A GUERRA DE TOM & JERRY

Affonso Romano de Sant’Anna

Enquanto aviões despencavam sobre os Estados Unidos, eu, dentro de um avião, sobrevoando o Mato Grosso, seguia assistindo a um desenho animado de Tom & Jerry. A relação entre o ratinho safado e o gato trapalhão é de extrema violência. Sempre achei abominável essa estória sado-masoquista que se repete invariavelmente. O ratinho astucioso atormenta, repetidamente, o enorme e desastroso gato. Em nenhum momento, na relação de Tom & Jerry, o grande levou a melhor, nem no filmes, nem no Vietnam nem no Afeganistão. Uma cena se repete sempre: o ratinho se esconde em sua toca e o gato não pode mais que enfiar ali sua cauda, que sai sempre macerada. Não adianta o gato ficar ali ameaçador, como Bush, e esbravejar que vai smoke them out , ou seja, que vai transformar o rato em churrasco texano usando seus mísseis. Não é pela força apenas, senão pela astúcia guiada pela prudência que pode vencer essa guerra.

Nesta altura da história e desta crônica, já despacharam navios e aviões americanos na direção do Afganistão e de outros países alvo da compreensível fúria americana. Mais de 30 mil soldados americanos já fizeram seu testamento. O aparvalhado Bush, convencido que tem o melhor exército do mundo já disse meia dúzia de tolices, tipo também" temos os melhores fazendeiros do mundo", "os melhores empresários do mundo". Os inimigos dos Estados Unidos parece que além de terem sido precisos nos seus alvos, escolheram muito bem o presidente a desafiar: alguém que foi empossado sem ter ganho a eleição e que continua falando para o mundo como se estivesse falando para fazendeiros texanos. Com isto, já começou a operação "justiça infinita", que outros preferem chamar de "injustiça infinita".

Os terroristas estão conseguindo mais do que pretendiam. Atiraram no que viram e acertaram no que não viram. Não me refiro apenas ao milhão e meio de desempregados, à crise na indústia aeronáutica, nem ao fato de que o rio Hudson parece estar se infiltrando pelas galerias do metrô e ameaça inundar New York. Eles conseguiram que a reação americana desencadeasse um pavor em todo o mundo, que está se transformando num antiamericanismo sem precedentes. Bush caiu numa ambush ( emboscada).
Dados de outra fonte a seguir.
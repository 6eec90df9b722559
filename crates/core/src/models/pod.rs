use chrono::{DateTime, Utc};
use serde::{Deserialize, Serialize};

/// Pod实例
#[derive(Debug, Clone, PartialEq, Serialize, Deserialize)]
#[serde(rename_all = "camelCase")]
pub struct Pod {
    pub id: i64,
    pub name: String,
    pub namespace: String,
    /// 待调度的Pod可能尚未绑定节点
    pub node_id: Option<i64>,
    pub service: String,
    pub status: PodStatus,
    /// 重启次数，只增不减
    pub restarts: i32,
    /// mCPU
    pub cpu_request: i32,
    /// MiB
    pub memory_request: i32,
    pub created_at: DateTime<Utc>,
}

/// Pod状态
#[derive(Debug, Clone, Copy, PartialEq, Eq, Hash, Serialize, Deserialize)]
pub enum PodStatus {
    Running,
    Pending,
    CrashLoopBackOff,
    Terminating,
    Unknown,
}

text_enum!(PodStatus {
    Running => "Running",
    Pending => "Pending",
    CrashLoopBackOff => "CrashLoopBackOff",
    Terminating => "Terminating",
    Unknown => "Unknown",
});

impl PodStatus {
    pub fn is_running(&self) -> bool {
        matches!(self, PodStatus::Running)
    }
}

pub const DEFAULT_NAMESPACE: &str = "default";
pub const DEFAULT_CPU_REQUEST: i32 = 100;
pub const DEFAULT_MEMORY_REQUEST: i32 = 128;

/// 待创建的Pod
#[derive(Debug, Clone, PartialEq)]
pub struct NewPod {
    pub name: String,
    pub namespace: String,
    pub node_id: Option<i64>,
    pub service: String,
    pub status: PodStatus,
    pub cpu_request: i32,
    pub memory_request: i32,
}

impl NewPod {
    /// 创建运行中的Pod
    pub fn running(name: impl Into<String>, node_id: Option<i64>, service: impl Into<String>) -> Self {
        Self {
            name: name.into(),
            namespace: DEFAULT_NAMESPACE.to_string(),
            node_id,
            service: service.into(),
            status: PodStatus::Running,
            cpu_request: DEFAULT_CPU_REQUEST,
            memory_request: DEFAULT_MEMORY_REQUEST,
        }
    }

    pub fn with_status(mut self, status: PodStatus) -> Self {
        self.status = status;
        self
    }
}

impl Pod {
    pub fn from_new(id: i64, new_pod: &NewPod, created_at: DateTime<Utc>) -> Self {
        Self {
            id,
            name: new_pod.name.clone(),
            namespace: new_pod.namespace.clone(),
            node_id: new_pod.node_id,
            service: new_pod.service.clone(),
            status: new_pod.status,
            restarts: 0,
            cpu_request: new_pod.cpu_request,
            memory_request: new_pod.memory_request,
            created_at,
        }
    }

    pub fn is_running(&self) -> bool {
        self.status.is_running()
    }

    /// 自愈后的重启次数
    pub fn healed_restarts(&self) -> i32 {
        self.restarts.max(0) + 1
    }
}

#[cfg(test)]
mod tests {
    use super::*;
    use std::str::FromStr;

    #[test]
    fn test_pod_status_round_trip_text() {
        for status in PodStatus::ALL {
            assert_eq!(PodStatus::from_str(status.as_str()).unwrap(), *status);
        }
        assert!(PodStatus::from_str("Crashed").is_err());
    }

    #[test]
    fn test_new_running_pod_defaults() {
        let pod = NewPod::running("frontend-abc12", Some(1), "frontend");
        assert_eq!(pod.namespace, "default");
        assert_eq!(pod.cpu_request, 100);
        assert_eq!(pod.memory_request, 128);
        assert!(pod.status.is_running());
    }

    #[test]
    fn test_healed_restarts_increments_by_one() {
        let mut pod = Pod::from_new(1, &NewPod::running("db-1", None, "database"), Utc::now());
        assert_eq!(pod.healed_restarts(), 1);
        pod.restarts = 4;
        assert_eq!(pod.healed_restarts(), 5);
    }

    #[test]
    fn test_pod_json_shape() {
        let pod = Pod::from_new(9, &NewPod::running("redis-x1", None, "redis"), Utc::now());
        let json = serde_json::to_value(&pod).unwrap();
        assert_eq!(json["nodeId"], serde_json::Value::Null);
        assert_eq!(json["status"], "Running");
        assert_eq!(json["memoryRequest"], 128);
    }
}
//! 进程内存储
//!
//! 与 SQLite 实现提供相同语义的内存实现，`database.url = "memory://"` 时使用，
//! 也用于模拟引擎和 API 的测试。重启后数据丢失。

use async_trait::async_trait;
use chrono::{DateTime, Utc};
use sentinel_core::{
    models::{
        Alert, ChaosExperiment, ExperimentStatus, LogEntry, LogQuery, MetricQuery, MetricSample,
        NewAlert, NewChaosExperiment, NewLogEntry, NewMetricSample, NewNode, NewPod, NewProduct,
        Node, Order, OrderItem, OrderStatus, Pod, PodStatus, Product,
    },
    traits::{ChaosRepository, ClusterRepository, StorefrontRepository, TelemetryRepository},
    SentinelError, SentinelResult,
};
use std::collections::BTreeMap;
use std::sync::Arc;
use tokio::sync::RwLock;
use tracing::debug;

/// 单张表：按ID有序存放记录，ID自增
#[derive(Debug)]
struct Table<T> {
    rows: BTreeMap<i64, T>,
    next_id: i64,
}

impl<T> Default for Table<T> {
    fn default() -> Self {
        Self {
            rows: BTreeMap::new(),
            next_id: 1,
        }
    }
}

impl<T: Clone> Table<T> {
    fn insert_with(&mut self, build: impl FnOnce(i64) -> T) -> T {
        let id = self.next_id;
        self.next_id += 1;
        let row = build(id);
        self.rows.insert(id, row.clone());
        row
    }

    fn values(&self) -> impl DoubleEndedIterator<Item = &T> {
        self.rows.values()
    }
}

#[derive(Debug, Default)]
struct StoreState {
    nodes: Table<Node>,
    pods: Table<Pod>,
    metrics: Table<MetricSample>,
    logs: Table<LogEntry>,
    alerts: Table<Alert>,
    experiments: Table<ChaosExperiment>,
    products: Table<Product>,
    orders: Table<Order>,
}

/// 内存存储，克隆后共享同一份数据
#[derive(Debug, Clone, Default)]
pub struct InMemoryStore {
    state: Arc<RwLock<StoreState>>,
}

impl InMemoryStore {
    pub fn new() -> Self {
        Self::default()
    }
}

/// 按时间倒序排列，时间相同时ID大的在前
fn newest_first<T>(rows: &mut [T], key: impl Fn(&T) -> (Option<DateTime<Utc>>, i64)) {
    rows.sort_by(|a, b| key(b).cmp(&key(a)));
}

fn limit_of(limit: i64) -> usize {
    usize::try_from(limit).unwrap_or(0)
}

#[async_trait]
impl ClusterRepository for InMemoryStore {
    async fn list_nodes(&self) -> SentinelResult<Vec<Node>> {
        let state = self.state.read().await;
        Ok(state.nodes.values().cloned().collect())
    }

    async fn create_node(&self, node: &NewNode) -> SentinelResult<Node> {
        let mut state = self.state.write().await;
        let created = state.nodes.insert_with(|id| Node::from_new(id, node));
        debug!("创建节点成功: {} (id={})", created.name, created.id);
        Ok(created)
    }

    async fn list_pods(&self) -> SentinelResult<Vec<Pod>> {
        let state = self.state.read().await;
        Ok(state.pods.values().cloned().collect())
    }

    async fn list_pods_by_service_and_status(
        &self,
        service: &str,
        status: PodStatus,
    ) -> SentinelResult<Vec<Pod>> {
        let state = self.state.read().await;
        Ok(state
            .pods
            .values()
            .filter(|pod| pod.service == service && pod.status == status)
            .cloned()
            .collect())
    }

    async fn create_pod(&self, pod: &NewPod, created_at: DateTime<Utc>) -> SentinelResult<Pod> {
        let mut state = self.state.write().await;
        let created = state
            .pods
            .insert_with(|id| Pod::from_new(id, pod, created_at));
        debug!("创建Pod成功: {} (id={})", created.name, created.id);
        Ok(created)
    }

    async fn update_pod(
        &self,
        id: i64,
        status: PodStatus,
        restarts: Option<i32>,
    ) -> SentinelResult<Pod> {
        let mut state = self.state.write().await;
        let pod = state
            .pods
            .rows
            .get_mut(&id)
            .ok_or(SentinelError::PodNotFound { id })?;

        pod.status = status;
        if let Some(restarts) = restarts {
            pod.restarts = restarts;
        }
        debug!("更新Pod状态: id={} status={}", id, status);
        Ok(pod.clone())
    }
}

#[async_trait]
impl TelemetryRepository for InMemoryStore {
    async fn append_metric(&self, sample: &NewMetricSample) -> SentinelResult<()> {
        let mut state = self.state.write().await;
        state
            .metrics
            .insert_with(|id| MetricSample::from_new(id, sample));
        Ok(())
    }

    async fn list_metrics(&self, query: &MetricQuery) -> SentinelResult<Vec<MetricSample>> {
        let state = self.state.read().await;
        let mut samples: Vec<MetricSample> = state
            .metrics
            .values()
            .filter(|sample| query.matches(sample))
            .cloned()
            .collect();
        newest_first(&mut samples, |s| (Some(s.timestamp), s.id));
        samples.truncate(limit_of(query.limit));
        Ok(samples)
    }

    async fn append_log(&self, entry: &NewLogEntry) -> SentinelResult<()> {
        let mut state = self.state.write().await;
        state.logs.insert_with(|id| LogEntry::from_new(id, entry));
        Ok(())
    }

    async fn list_logs(&self, query: &LogQuery) -> SentinelResult<Vec<LogEntry>> {
        let state = self.state.read().await;
        let mut entries: Vec<LogEntry> = state
            .logs
            .values()
            .filter(|entry| query.matches(entry))
            .cloned()
            .collect();
        newest_first(&mut entries, |e| (Some(e.timestamp), e.id));
        entries.truncate(limit_of(query.limit));
        Ok(entries)
    }

    async fn list_alerts(&self) -> SentinelResult<Vec<Alert>> {
        let state = self.state.read().await;
        let mut alerts: Vec<Alert> = state.alerts.values().cloned().collect();
        newest_first(&mut alerts, |a| (Some(a.created_at), a.id));
        Ok(alerts)
    }

    async fn create_alert(&self, alert: &NewAlert) -> SentinelResult<Alert> {
        let mut state = self.state.write().await;
        Ok(state.alerts.insert_with(|id| Alert::from_new(id, alert)))
    }
}

#[async_trait]
impl ChaosRepository for InMemoryStore {
    async fn create_experiment(
        &self,
        experiment: &NewChaosExperiment,
        started_at: DateTime<Utc>,
    ) -> SentinelResult<ChaosExperiment> {
        let mut state = self.state.write().await;
        let created = state
            .experiments
            .insert_with(|id| ChaosExperiment::start(id, experiment, started_at));
        debug!("创建混沌实验成功: {} (id={})", created.title, created.id);
        Ok(created)
    }

    async fn get_experiment(&self, id: i64) -> SentinelResult<Option<ChaosExperiment>> {
        let state = self.state.read().await;
        Ok(state.experiments.rows.get(&id).cloned())
    }

    async fn list_experiments(&self) -> SentinelResult<Vec<ChaosExperiment>> {
        let state = self.state.read().await;
        let mut experiments: Vec<ChaosExperiment> = state.experiments.values().cloned().collect();
        newest_first(&mut experiments, |e| (e.started_at, e.id));
        Ok(experiments)
    }

    async fn list_experiments_by_status(
        &self,
        status: ExperimentStatus,
    ) -> SentinelResult<Vec<ChaosExperiment>> {
        let state = self.state.read().await;
        Ok(state
            .experiments
            .values()
            .filter(|experiment| experiment.status == status)
            .cloned()
            .collect())
    }

    async fn update_experiment_status(
        &self,
        id: i64,
        status: ExperimentStatus,
    ) -> SentinelResult<()> {
        let mut state = self.state.write().await;
        let experiment = state
            .experiments
            .rows
            .get_mut(&id)
            .ok_or(SentinelError::ExperimentNotFound { id })?;
        experiment.status = status;
        debug!("更新混沌实验状态: id={} status={}", id, status);
        Ok(())
    }
}

#[async_trait]
impl StorefrontRepository for InMemoryStore {
    async fn list_products(&self) -> SentinelResult<Vec<Product>> {
        let state = self.state.read().await;
        Ok(state.products.values().cloned().collect())
    }

    async fn get_product(&self, id: i64) -> SentinelResult<Option<Product>> {
        let state = self.state.read().await;
        Ok(state.products.rows.get(&id).cloned())
    }

    async fn create_product(&self, product: &NewProduct) -> SentinelResult<Product> {
        let mut state = self.state.write().await;
        Ok(state
            .products
            .insert_with(|id| Product::from_new(id, product)))
    }

    async fn create_order(
        &self,
        items: &[OrderItem],
        created_at: DateTime<Utc>,
    ) -> SentinelResult<Order> {
        let total = Order::total_for(items);
        let mut state = self.state.write().await;
        let order = state.orders.insert_with(|id| Order {
            id,
            total,
            status: OrderStatus::Completed,
            created_at,
        });
        debug!("创建订单成功: id={} total={}", order.id, order.total);
        Ok(order)
    }
}
use chrono::{DateTime, Utc};
use serde::{Deserialize, Serialize};

/// 告警记录，对引擎而言只读
#[derive(Debug, Clone, PartialEq, Serialize, Deserialize)]
#[serde(rename_all = "camelCase")]
pub struct Alert {
    pub id: i64,
    pub severity: AlertSeverity,
    pub title: String,
    pub description: String,
    pub status: AlertStatus,
    pub created_at: DateTime<Utc>,
}

#[derive(Debug, Clone, Copy, PartialEq, Eq, Hash, Serialize, Deserialize)]
#[serde(rename_all = "lowercase")]
pub enum AlertSeverity {
    Critical,
    Warning,
}

text_enum!(AlertSeverity {
    Critical => "critical",
    Warning => "warning",
});

#[derive(Debug, Clone, Copy, PartialEq, Eq, Hash, Serialize, Deserialize)]
#[serde(rename_all = "lowercase")]
pub enum AlertStatus {
    Firing,
    Resolved,
}

text_enum!(AlertStatus {
    Firing => "firing",
    Resolved => "resolved",
});

#[derive(Debug, Clone, PartialEq)]
pub struct NewAlert {
    pub severity: AlertSeverity,
    pub title: String,
    pub description: String,
    pub status: AlertStatus,
    pub created_at: DateTime<Utc>,
}

impl Alert {
    pub fn from_new(id: i64, alert: &NewAlert) -> Self {
        Self {
            id,
            severity: alert.severity,
            title: alert.title.clone(),
            description: alert.description.clone(),
            status: alert.status,
            created_at: alert.created_at,
        }
    }

    pub fn is_firing(&self) -> bool {
        matches!(self.status, AlertStatus::Firing)
    }
}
Morei em frente a um cemitério militar norte-americano durante a guerra do Vietnam. Foi em Los Angeles entre 1965 e 1967. À noite assistia sempre ao noticiário da CBS comandado pele legendário Walter Cronkike, mostrando cenas crudelíssimas da guerra, e terminando sempre com bordão: This is the way it is: assim são as coisas.

Mas, da minha casa, ver os corpos desembarcando no cemitério dentro dos caixões militares, dava-me uma outra face das batalhas. A morte já não era algo distante, virtual, ela escorria da tevê para o terreno em frente. Vez por outra, fui até ali, e ficava a vagar entre as cruzes dispostas geometricamente sobre a relva. Aquele cemitério tão diferente dos nossos. Aquele cemitério tão racionalmente organizado, tão logicamente desenhado, tão diferente dos nossos tão barrocos, góticos, e patéticos. Aquele cemitério cada vez mais povoado de cadáveres num conflito tão logicamente planejado. Sob aquele chão havia mortos de várias guerras. Em 200 anos os Estados Unidos se meteram em tantas e variadas guerras, que talvez não haja uma geração de americanos que não tenha perdido maridos e filhos num campo de batalha.

Agora acabo de ver fotos de pilotos norte- americanos beijando noivas e mães, como outras mães e noivas beijaram seus filhos na guerra do Vietnam, na guerra da Coréia, etc. Lá longe, nas fronteiras do Afganistão, onde o horror há muito já estava instalado, sobrevem um horror apocalíptico, "infinito" .

Fala-se de Deus, de Alah, de civilização, de vingança sem precedentes.

A guerra, embora a chamem de justa e às vezes a chamem de santa, sempre despertou nos homens os seus piores sentimentos.